▸ Task to complete
Where a line below includes the word "main", copy that line.

Segment Start: Data

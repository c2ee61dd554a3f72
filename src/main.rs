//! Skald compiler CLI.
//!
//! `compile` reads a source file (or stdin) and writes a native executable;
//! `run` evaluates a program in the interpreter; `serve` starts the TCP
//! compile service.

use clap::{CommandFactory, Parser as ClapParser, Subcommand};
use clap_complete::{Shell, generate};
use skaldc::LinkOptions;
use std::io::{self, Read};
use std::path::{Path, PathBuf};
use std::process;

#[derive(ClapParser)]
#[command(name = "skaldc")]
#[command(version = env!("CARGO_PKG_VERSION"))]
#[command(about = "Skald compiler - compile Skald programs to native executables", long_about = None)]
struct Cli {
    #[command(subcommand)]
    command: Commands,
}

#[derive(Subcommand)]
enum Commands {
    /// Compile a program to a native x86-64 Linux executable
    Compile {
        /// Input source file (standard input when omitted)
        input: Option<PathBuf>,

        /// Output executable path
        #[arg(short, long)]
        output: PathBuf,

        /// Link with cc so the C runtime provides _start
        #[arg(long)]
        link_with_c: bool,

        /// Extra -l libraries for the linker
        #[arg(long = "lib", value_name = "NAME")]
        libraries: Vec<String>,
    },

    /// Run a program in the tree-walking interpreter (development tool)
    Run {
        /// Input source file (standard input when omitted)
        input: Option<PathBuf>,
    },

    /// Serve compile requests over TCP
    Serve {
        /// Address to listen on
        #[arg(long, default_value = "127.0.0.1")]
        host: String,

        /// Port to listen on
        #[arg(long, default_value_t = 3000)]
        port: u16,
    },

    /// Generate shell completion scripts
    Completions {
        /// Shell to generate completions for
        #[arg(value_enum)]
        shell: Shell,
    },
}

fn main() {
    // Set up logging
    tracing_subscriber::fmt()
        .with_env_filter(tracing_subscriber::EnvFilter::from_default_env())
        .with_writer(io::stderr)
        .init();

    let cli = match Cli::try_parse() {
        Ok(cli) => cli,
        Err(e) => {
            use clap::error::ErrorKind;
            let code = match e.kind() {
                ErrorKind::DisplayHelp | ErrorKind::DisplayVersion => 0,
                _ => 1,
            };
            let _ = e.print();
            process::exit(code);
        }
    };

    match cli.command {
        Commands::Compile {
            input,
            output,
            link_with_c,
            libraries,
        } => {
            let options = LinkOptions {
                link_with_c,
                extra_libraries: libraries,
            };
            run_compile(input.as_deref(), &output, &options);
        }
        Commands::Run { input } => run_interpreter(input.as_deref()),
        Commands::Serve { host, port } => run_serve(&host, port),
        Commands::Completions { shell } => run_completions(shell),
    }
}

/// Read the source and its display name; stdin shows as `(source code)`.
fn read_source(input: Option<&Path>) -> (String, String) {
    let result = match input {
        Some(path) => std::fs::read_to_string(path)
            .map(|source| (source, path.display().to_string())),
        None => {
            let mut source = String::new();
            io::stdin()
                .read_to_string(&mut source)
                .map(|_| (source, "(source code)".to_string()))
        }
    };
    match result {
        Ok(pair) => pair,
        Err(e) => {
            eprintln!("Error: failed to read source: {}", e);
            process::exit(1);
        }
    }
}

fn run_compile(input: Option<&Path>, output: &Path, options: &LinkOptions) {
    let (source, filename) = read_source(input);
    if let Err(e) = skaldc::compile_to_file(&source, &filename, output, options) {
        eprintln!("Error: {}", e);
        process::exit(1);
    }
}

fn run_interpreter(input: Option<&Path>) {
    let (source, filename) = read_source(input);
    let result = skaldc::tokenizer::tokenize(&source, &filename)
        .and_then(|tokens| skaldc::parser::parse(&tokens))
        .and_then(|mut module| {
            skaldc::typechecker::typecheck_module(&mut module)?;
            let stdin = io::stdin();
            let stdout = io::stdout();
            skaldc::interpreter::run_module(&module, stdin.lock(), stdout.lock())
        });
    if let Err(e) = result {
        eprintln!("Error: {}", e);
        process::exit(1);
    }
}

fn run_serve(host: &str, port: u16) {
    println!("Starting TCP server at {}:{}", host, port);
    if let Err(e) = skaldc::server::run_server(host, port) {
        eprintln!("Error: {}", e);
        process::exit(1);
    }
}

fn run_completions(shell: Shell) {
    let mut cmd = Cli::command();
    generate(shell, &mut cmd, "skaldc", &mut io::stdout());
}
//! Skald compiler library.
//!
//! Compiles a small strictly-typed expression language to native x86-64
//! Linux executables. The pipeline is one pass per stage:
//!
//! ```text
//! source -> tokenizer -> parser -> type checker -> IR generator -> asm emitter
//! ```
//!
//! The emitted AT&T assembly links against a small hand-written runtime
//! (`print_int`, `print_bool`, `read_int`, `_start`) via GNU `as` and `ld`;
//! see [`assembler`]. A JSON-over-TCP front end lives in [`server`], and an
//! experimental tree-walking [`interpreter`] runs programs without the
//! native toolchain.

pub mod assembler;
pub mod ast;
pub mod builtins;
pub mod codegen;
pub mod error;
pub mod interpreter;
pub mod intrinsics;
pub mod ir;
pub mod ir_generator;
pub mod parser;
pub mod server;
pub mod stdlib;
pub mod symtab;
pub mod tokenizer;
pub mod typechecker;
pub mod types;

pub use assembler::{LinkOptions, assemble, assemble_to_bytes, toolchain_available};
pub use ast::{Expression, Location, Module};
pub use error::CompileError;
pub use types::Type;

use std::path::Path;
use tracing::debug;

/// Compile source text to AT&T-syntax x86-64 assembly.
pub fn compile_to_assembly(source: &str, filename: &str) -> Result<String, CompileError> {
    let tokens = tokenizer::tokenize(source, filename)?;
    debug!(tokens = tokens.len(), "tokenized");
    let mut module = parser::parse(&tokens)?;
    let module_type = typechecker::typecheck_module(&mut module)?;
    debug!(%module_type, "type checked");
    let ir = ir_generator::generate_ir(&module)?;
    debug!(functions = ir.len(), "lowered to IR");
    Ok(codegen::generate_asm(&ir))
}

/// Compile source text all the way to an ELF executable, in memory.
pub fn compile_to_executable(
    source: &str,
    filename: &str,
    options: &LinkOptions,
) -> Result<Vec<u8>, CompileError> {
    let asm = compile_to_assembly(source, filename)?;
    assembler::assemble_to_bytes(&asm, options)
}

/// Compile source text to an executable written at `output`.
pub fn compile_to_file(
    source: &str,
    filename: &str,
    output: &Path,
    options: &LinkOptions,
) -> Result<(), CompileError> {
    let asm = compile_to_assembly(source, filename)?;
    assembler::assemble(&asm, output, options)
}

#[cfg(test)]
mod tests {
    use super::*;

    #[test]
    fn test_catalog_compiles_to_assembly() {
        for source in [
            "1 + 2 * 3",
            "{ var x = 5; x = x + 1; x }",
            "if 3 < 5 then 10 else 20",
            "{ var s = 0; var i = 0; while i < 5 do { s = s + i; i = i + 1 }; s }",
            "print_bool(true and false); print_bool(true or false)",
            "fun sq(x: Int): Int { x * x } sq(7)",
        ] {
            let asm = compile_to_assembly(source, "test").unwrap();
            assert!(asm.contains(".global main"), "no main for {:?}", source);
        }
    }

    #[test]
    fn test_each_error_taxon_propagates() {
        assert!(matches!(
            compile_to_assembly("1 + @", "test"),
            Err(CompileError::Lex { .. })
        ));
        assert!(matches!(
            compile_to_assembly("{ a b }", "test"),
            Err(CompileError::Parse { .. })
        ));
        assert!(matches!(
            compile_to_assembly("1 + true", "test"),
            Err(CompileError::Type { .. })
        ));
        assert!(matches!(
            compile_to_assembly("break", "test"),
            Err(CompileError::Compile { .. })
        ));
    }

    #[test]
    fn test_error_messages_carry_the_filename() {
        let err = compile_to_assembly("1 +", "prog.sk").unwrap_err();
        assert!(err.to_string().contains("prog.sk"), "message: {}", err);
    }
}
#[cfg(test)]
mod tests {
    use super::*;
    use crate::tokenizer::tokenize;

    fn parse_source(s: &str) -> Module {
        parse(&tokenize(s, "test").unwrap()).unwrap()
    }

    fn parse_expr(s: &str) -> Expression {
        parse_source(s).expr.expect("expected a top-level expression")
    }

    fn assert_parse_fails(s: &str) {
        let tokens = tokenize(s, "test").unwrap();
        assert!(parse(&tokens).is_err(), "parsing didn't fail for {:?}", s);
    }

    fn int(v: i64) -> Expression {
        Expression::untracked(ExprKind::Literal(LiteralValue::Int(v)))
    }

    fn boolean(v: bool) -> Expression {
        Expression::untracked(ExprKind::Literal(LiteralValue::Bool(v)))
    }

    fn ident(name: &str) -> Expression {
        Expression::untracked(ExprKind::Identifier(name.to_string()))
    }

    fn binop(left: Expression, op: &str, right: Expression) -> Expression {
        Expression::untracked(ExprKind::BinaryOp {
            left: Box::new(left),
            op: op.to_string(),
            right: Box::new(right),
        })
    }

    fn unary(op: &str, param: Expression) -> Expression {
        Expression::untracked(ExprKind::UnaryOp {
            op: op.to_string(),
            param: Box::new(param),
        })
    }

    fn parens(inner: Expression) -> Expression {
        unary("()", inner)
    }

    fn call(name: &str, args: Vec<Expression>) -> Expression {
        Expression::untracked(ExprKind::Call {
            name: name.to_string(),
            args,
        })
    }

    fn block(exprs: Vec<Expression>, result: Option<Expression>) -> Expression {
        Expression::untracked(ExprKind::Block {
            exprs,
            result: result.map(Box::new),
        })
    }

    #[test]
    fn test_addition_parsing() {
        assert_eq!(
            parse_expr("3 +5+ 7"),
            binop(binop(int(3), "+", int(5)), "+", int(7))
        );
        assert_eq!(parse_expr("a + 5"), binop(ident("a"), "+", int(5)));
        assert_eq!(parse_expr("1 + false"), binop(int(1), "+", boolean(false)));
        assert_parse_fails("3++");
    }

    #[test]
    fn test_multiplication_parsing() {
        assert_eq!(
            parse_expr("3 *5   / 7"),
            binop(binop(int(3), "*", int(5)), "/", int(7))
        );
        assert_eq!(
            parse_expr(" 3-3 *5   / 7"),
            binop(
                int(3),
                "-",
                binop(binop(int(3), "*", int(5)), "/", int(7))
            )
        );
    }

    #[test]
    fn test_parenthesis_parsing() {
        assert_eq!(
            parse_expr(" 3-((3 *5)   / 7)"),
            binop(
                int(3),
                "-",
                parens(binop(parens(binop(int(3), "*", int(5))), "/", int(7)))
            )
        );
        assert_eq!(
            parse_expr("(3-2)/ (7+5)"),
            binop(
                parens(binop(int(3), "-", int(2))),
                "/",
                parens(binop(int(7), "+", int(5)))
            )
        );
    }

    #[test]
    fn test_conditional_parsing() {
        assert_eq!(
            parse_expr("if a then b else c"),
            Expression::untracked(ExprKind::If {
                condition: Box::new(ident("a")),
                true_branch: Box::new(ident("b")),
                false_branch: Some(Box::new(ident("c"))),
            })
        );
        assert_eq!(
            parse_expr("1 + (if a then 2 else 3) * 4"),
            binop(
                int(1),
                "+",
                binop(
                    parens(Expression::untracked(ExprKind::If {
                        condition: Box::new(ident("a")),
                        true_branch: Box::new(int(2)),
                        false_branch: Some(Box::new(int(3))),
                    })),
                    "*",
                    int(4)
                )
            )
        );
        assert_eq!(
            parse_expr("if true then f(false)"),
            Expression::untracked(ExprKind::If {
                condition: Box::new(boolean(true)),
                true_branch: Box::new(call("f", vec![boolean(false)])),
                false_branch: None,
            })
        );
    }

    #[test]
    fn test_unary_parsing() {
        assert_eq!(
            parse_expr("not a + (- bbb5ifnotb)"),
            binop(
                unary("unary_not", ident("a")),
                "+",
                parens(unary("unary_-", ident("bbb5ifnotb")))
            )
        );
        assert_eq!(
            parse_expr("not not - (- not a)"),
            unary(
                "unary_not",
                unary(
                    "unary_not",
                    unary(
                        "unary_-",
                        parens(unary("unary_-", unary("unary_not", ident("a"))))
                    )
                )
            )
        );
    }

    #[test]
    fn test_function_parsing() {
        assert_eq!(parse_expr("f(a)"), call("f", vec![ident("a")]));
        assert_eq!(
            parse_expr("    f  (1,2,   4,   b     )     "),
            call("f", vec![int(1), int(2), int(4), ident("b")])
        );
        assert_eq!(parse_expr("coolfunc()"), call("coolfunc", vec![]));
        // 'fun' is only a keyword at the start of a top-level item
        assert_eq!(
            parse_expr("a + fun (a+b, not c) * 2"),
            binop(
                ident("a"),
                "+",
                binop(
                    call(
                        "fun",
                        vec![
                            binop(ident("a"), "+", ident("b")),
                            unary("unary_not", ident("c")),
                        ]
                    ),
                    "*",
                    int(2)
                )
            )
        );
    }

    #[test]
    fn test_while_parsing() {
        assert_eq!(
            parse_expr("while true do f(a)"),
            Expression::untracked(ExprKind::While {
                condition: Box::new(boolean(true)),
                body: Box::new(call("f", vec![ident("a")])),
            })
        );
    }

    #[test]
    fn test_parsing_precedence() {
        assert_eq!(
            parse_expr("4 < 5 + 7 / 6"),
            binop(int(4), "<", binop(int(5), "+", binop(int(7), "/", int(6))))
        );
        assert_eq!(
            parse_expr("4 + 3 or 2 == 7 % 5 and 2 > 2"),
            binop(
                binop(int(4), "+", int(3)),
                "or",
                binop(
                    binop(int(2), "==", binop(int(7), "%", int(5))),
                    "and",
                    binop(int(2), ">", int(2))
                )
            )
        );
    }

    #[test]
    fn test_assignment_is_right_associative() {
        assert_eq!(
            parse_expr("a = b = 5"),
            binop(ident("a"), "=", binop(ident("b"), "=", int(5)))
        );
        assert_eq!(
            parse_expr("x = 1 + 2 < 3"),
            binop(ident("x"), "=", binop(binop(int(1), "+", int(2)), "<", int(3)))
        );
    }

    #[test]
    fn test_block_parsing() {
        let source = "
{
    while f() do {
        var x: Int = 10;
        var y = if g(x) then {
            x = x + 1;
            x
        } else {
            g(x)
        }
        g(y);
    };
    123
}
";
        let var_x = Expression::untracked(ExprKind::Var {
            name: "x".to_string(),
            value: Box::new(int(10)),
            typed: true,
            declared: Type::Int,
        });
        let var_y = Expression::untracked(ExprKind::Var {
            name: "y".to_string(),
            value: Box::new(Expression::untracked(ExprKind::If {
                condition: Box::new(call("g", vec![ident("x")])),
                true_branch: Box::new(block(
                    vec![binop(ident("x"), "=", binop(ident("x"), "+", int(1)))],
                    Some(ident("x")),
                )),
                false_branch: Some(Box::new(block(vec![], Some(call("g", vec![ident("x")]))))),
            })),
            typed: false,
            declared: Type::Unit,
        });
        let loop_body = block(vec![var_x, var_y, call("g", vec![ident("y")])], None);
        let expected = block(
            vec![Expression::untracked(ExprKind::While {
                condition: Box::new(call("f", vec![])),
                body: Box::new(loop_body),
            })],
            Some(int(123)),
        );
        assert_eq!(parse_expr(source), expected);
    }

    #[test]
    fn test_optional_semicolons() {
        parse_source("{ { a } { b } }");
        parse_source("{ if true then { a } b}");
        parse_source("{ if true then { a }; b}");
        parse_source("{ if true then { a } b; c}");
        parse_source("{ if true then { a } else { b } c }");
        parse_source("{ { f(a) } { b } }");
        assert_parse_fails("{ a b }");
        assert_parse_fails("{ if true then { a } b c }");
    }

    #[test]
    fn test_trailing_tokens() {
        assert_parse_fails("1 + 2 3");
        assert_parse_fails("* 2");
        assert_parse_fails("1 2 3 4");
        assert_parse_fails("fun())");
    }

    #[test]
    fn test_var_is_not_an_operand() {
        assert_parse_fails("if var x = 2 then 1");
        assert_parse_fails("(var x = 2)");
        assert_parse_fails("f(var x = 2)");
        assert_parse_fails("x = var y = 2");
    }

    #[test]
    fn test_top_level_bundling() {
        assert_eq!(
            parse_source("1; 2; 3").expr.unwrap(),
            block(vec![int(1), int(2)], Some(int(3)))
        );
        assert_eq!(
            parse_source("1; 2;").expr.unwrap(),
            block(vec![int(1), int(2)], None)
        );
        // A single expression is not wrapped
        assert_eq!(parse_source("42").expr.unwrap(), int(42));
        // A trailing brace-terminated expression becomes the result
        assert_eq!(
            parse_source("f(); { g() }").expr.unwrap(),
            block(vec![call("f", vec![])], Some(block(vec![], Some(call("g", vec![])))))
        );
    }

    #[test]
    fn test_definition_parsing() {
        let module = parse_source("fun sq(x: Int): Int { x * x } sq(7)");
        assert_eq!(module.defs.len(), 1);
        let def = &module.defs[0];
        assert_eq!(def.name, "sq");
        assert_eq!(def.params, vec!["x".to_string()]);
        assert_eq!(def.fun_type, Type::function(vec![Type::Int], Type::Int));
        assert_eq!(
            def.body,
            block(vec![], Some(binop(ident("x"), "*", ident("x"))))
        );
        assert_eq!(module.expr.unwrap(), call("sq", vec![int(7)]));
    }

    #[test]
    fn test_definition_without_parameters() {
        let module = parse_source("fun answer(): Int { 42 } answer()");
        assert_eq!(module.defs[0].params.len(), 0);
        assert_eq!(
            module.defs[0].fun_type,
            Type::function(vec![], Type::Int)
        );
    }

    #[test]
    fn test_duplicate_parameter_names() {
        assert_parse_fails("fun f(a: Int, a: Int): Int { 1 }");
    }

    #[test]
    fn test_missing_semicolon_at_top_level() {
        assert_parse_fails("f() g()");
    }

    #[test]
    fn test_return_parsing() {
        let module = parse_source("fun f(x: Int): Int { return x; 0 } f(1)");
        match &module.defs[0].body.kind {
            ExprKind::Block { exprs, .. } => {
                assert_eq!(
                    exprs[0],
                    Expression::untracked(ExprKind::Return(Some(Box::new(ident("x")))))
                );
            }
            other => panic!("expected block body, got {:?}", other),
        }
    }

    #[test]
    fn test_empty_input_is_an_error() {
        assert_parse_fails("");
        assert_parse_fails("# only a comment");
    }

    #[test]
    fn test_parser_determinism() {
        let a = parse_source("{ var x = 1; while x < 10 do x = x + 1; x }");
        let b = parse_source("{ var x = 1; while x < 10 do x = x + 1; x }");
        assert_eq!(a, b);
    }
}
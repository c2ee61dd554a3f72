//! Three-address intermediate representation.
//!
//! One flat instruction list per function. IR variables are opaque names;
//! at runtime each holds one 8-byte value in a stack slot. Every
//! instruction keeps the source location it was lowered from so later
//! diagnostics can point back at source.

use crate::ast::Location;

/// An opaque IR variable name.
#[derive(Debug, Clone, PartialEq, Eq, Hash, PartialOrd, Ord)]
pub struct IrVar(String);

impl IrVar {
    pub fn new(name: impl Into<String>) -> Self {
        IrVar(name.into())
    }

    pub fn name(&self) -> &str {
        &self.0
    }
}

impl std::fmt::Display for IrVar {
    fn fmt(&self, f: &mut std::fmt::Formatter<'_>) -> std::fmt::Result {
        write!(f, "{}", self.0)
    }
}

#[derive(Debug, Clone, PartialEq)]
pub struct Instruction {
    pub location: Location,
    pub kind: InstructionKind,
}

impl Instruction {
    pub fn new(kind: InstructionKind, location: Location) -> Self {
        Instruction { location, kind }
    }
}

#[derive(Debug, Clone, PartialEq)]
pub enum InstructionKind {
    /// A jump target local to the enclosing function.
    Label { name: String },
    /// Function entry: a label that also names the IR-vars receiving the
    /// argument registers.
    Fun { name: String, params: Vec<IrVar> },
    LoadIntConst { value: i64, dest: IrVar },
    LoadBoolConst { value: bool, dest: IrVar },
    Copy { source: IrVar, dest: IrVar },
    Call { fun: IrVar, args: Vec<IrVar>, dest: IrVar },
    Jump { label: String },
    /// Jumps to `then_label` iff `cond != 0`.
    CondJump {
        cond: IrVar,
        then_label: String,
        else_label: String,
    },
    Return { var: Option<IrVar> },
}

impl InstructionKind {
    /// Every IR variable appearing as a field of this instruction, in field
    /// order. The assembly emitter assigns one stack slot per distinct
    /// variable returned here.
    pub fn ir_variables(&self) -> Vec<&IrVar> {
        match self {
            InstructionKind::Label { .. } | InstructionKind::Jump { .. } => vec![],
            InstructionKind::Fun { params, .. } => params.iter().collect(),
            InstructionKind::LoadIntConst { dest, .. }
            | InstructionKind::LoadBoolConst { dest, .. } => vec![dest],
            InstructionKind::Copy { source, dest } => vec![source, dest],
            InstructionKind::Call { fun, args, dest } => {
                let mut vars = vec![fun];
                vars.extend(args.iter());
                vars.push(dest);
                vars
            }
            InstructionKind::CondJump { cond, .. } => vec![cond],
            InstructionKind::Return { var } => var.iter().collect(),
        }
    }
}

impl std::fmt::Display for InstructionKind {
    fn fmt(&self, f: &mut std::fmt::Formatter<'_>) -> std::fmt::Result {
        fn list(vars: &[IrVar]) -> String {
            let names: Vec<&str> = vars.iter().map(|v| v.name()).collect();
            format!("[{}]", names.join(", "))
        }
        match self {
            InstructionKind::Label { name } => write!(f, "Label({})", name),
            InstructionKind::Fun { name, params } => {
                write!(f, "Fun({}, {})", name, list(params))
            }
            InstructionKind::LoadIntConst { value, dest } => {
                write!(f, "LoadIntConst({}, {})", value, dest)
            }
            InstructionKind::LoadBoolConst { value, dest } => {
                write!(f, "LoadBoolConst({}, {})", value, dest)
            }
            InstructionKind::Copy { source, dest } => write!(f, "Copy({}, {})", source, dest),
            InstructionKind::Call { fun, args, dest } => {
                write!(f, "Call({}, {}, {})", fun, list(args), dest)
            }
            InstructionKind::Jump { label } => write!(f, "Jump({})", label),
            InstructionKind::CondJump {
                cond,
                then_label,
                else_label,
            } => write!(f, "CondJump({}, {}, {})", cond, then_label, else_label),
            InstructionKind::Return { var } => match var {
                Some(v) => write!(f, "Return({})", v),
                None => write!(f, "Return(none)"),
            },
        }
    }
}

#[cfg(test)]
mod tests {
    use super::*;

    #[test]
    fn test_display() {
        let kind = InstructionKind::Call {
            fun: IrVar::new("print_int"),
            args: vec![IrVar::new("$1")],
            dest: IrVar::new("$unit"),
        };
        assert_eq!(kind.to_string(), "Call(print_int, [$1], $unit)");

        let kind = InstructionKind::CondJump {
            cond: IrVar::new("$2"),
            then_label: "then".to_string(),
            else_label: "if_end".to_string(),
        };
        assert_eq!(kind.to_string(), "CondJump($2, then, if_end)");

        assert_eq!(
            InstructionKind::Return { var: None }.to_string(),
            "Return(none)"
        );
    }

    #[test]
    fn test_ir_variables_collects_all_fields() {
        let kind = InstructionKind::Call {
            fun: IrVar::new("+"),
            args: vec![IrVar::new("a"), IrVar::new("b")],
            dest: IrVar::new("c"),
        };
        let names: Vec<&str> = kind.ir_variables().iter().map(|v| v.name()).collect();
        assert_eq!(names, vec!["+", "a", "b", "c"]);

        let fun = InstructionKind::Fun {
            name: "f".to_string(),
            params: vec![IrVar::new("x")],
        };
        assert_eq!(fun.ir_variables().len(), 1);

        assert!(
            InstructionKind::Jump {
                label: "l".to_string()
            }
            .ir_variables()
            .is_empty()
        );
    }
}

Segment End: Data

▸ Answer space
filename src/main.rs
fn main() {
            assert!(asm.contains(".global main"), "no main for {:?}", source);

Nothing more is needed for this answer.